Los terpenos constituyen una clase enorme y diversa de compuestos orgánicos, producidos por una gran variedad de plantas, en particular de coníferas, aunque también por algunos insectos. A menudo presentan un fuerte olor. Pueden proteger a las plantas que los producen, al disuadir a los herbívoros o atraer predadores y parásitos de los herbívoros. 

Se ha demostrado que los monoterpenos desempeñan un papel clave en las típicas notas florales y dulces de ciertas variedades aromáticas de uva como Moscato, Riesling y Gewürztraminer. En estos últimos años los investigadores se han interesado por otro grupo de terpenoides, los sesquiterpenos. 
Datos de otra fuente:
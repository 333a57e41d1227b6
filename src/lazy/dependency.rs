use std::collections::{BTreeMap, BTreeSet};

use serde::Serialize;

use crate::collection::Collection;
use crate::lazy::LazyHandle;
use crate::types::{AttrValue, InventoryObject};

/// Attribute names that always denote hierarchy links, whatever the target
/// collection declares.
pub const ASSOCIATION_NAMES: &[&str] = &["parent", "genealogy_parent"];

/// The set of attribute names treated as associations on every collection.
///
/// Defaults to [`ASSOCIATION_NAMES`]; hosts can extend it through
/// [`crate::config::ResolverConfig`].
#[derive(Debug, Clone, PartialEq, Eq)]
pub struct AssociationNames(BTreeSet<String>);

impl AssociationNames {
    pub fn new<I, S>(names: I) -> Self
    where
        I: IntoIterator<Item = S>,
        S: Into<String>,
    {
        Self(names.into_iter().map(Into::into).collect())
    }

    pub fn contains(&self, name: &str) -> bool {
        self.0.contains(name)
    }

    pub fn extend<I, S>(&mut self, names: I)
    where
        I: IntoIterator<Item = S>,
        S: Into<String>,
    {
        self.0.extend(names.into_iter().map(Into::into));
    }

    pub fn iter(&self) -> impl Iterator<Item = &str> {
        self.0.iter().map(String::as_str)
    }
}

impl Default for AssociationNames {
    fn default() -> Self {
        Self::new(ASSOCIATION_NAMES.iter().copied())
    }
}

/// Returns `true` when `key` is a relation on `collection`: one of the
/// fixed association names, a declared dependency attribute, or an
/// association with a foreign key.
pub fn is_association(collection: &dyn Collection, key: &str, names: &AssociationNames) -> bool {
    if names.contains(key) {
        return true;
    }
    collection.dependency_attributes().contains(key)
        || matches!(collection.association_foreign_keys().get(key), Some(Some(_)))
}

/// A projection onto a relation attribute: resolving it requires the
/// related entity first, so the ordering requirement propagates.
pub fn is_transitive_dependency(lazy: &LazyHandle, names: &AssociationNames) -> bool {
    match lazy.key() {
        Some(key) => is_association(lazy.collection().as_ref(), key, names),
        None => false,
    }
}

/// A handle without projection points at the entity itself and is always
/// a dependency. A projected handle is one only if it is transitive.
pub fn is_dependency(lazy: &LazyHandle, names: &AssociationNames) -> bool {
    lazy.key().is_none() || is_transitive_dependency(lazy, names)
}

/// Save-order dependencies found in the data of one collection.
#[derive(Debug, Clone, Default, PartialEq, Eq, Serialize)]
pub struct DependencyScan {
    /// Attribute name to the collections its lazy values depend on.
    pub dependency_attributes: BTreeMap<String, BTreeSet<String>>,
    /// Attributes holding at least one transitive dependency.
    pub transitive_dependency_attributes: BTreeSet<String>,
}

impl DependencyScan {
    /// All collections this data depends on.
    pub fn dependencies(&self) -> BTreeSet<String> {
        self.dependency_attributes
            .values()
            .flat_map(|names| names.iter().cloned())
            .collect()
    }

    pub fn is_empty(&self) -> bool {
        self.dependency_attributes.is_empty()
    }
}

/// Walks every attribute of `objects` and records which lazy values are
/// dependencies. Lazy values nested inside references count for the
/// attribute that holds the outer handle.
pub fn scan_dependencies<'a, I>(objects: I, names: &AssociationNames) -> DependencyScan
where
    I: IntoIterator<Item = &'a InventoryObject>,
{
    let mut scan = DependencyScan::default();
    for object in objects {
        for (attribute, value) in object.data() {
            if let AttrValue::Lazy(lazy) = value {
                record_lazy(&mut scan, attribute, lazy, names);
            }
        }
    }
    scan
}

fn record_lazy(scan: &mut DependencyScan, attribute: &str, lazy: &LazyHandle, names: &AssociationNames) {
    if is_dependency(lazy, names) {
        scan.dependency_attributes
            .entry(attribute.to_string())
            .or_default()
            .insert(lazy.collection_name().to_string());
    }
    if is_transitive_dependency(lazy, names) {
        scan.transitive_dependency_attributes
            .insert(attribute.to_string());
    }

    for value in lazy.reference().full_reference().values() {
        if let AttrValue::Lazy(nested) = value {
            record_lazy(scan, attribute, nested, names);
        }
    }
}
Sin duda, este interés se ha visto estimulado por el descubrimiento del sesquiterpeno rotundone, compuesto clave del aroma a pimienta de los vinos  Syrah producidos en regiones de clima frío de Australia. 
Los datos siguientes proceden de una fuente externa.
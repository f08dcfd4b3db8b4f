//! Forward-only turn sequencing.
//!
//! A round keeps a single cursor, the active die. The active die and the one
//! right after it may be rolled; everything else is locked. Rolling the next
//! die moves the cursor onto it, which locks every die behind it for the rest
//! of the round.

use serde::{Deserialize, Serialize};

use crate::core::{DieId, DICE_PER_ROUND};

/// Rollability of a die, derived from the cursor and its remaining budget.
#[derive(Clone, Copy, Debug, PartialEq, Eq, Hash, Serialize, Deserialize)]
pub enum DieState {
    /// Behind the cursor, more than one step ahead of it, or the round is over.
    Locked,
    /// Under the cursor.
    Active,
    /// One step ahead of the cursor. Rolling it advances the cursor.
    NextAvailable,
    /// Active or next, but out of rolls.
    Exhausted,
}

impl DieState {
    /// Whether a roll request for this die may proceed.
    #[must_use]
    pub fn is_rollable(self) -> bool {
        matches!(self, DieState::Active | DieState::NextAvailable)
    }
}

/// The active/next window over the dice of one round.
#[derive(Clone, Copy, Debug, Default, PartialEq, Eq, Serialize, Deserialize)]
pub struct Sequencer {
    active: u8,
}

impl Sequencer {
    /// Start a round with the first die active.
    #[must_use]
    pub fn new() -> Self {
        Self::default()
    }

    /// Resume with `active` under the cursor.
    #[must_use]
    pub fn with_active(active: DieId) -> Self {
        assert!(active.index() < DICE_PER_ROUND, "{} is not a round slot", active);
        Self { active: active.0 }
    }

    /// The die under the cursor.
    #[must_use]
    pub fn active(&self) -> DieId {
        DieId(self.active)
    }

    /// Derived state of `die` given how many rolls it has left.
    #[must_use]
    pub fn state_of(&self, die: DieId, rolls_left: u32) -> DieState {
        let window = if die.0 == self.active {
            DieState::Active
        } else if Some(die.0) == self.active.checked_add(1) && die.index() < DICE_PER_ROUND {
            DieState::NextAvailable
        } else {
            return DieState::Locked;
        };

        if rolls_left == 0 {
            DieState::Exhausted
        } else {
            window
        }
    }

    /// Record a committed roll of `die`.
    ///
    /// Returns `true` when the cursor moved. The cursor only ever moves
    /// forward, and only onto the die that was just rolled.
    pub fn record_roll(&mut self, die: DieId) -> bool {
        debug_assert!(
            die.0 <= self.active.saturating_add(1),
            "{} rolled outside the window",
            die
        );
        if die.0 > self.active {
            self.active = die.0;
            true
        } else {
            false
        }
    }
}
Esta revisión incluye los conocimientos actuales sobre los mono y sesquiterpenos en las uvas con particulat atención hacia los aspectos bioquímicos y fisiológicos. 
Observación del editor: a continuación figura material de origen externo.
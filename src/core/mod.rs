//! Core types: dice, randomness, level rules and round configuration.
//!
//! Everything here is independent of turn sequencing; the round engine
//! builds on top of these pieces.

pub mod config;
pub mod die;
pub mod rng;

pub use config::{LevelRules, RoundConfig, DEFAULT_FACES, DICE_PER_ROUND, MAX_LEVEL};
pub use die::{Die, DieError, DieId, RollRecord, DEFAULT_ROLL_BUDGET};
pub use rng::{DiceRng, DiceRngState};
Los monoterpenos son compuestos muy funcionales que se almacenan en los tejidos de las bayas como sus correspondientes glicoconjugados, sin embargo los sesquiterpenos se encuentran presente principalmente como hidrocarburos insaturados y se acumulan en la capa de cera epicuticular de las uvas íntegras. 

Curiosamente, estos dos grupos parecen estar involucrados, como compuestos orgánicos volátiles, en la defensa de las plantas y su biosíntesis se ve reforzada a través de la vía de señalización del ácido jasmónico. 

Estos aspectos novedosos ayudarán a entender cómo las señales ambientales afectan a los genes y enzimas de diferentes vías metabólicas de importante compuestos del aroma del vino y su relación con la química enológica y del aroma de los vinos.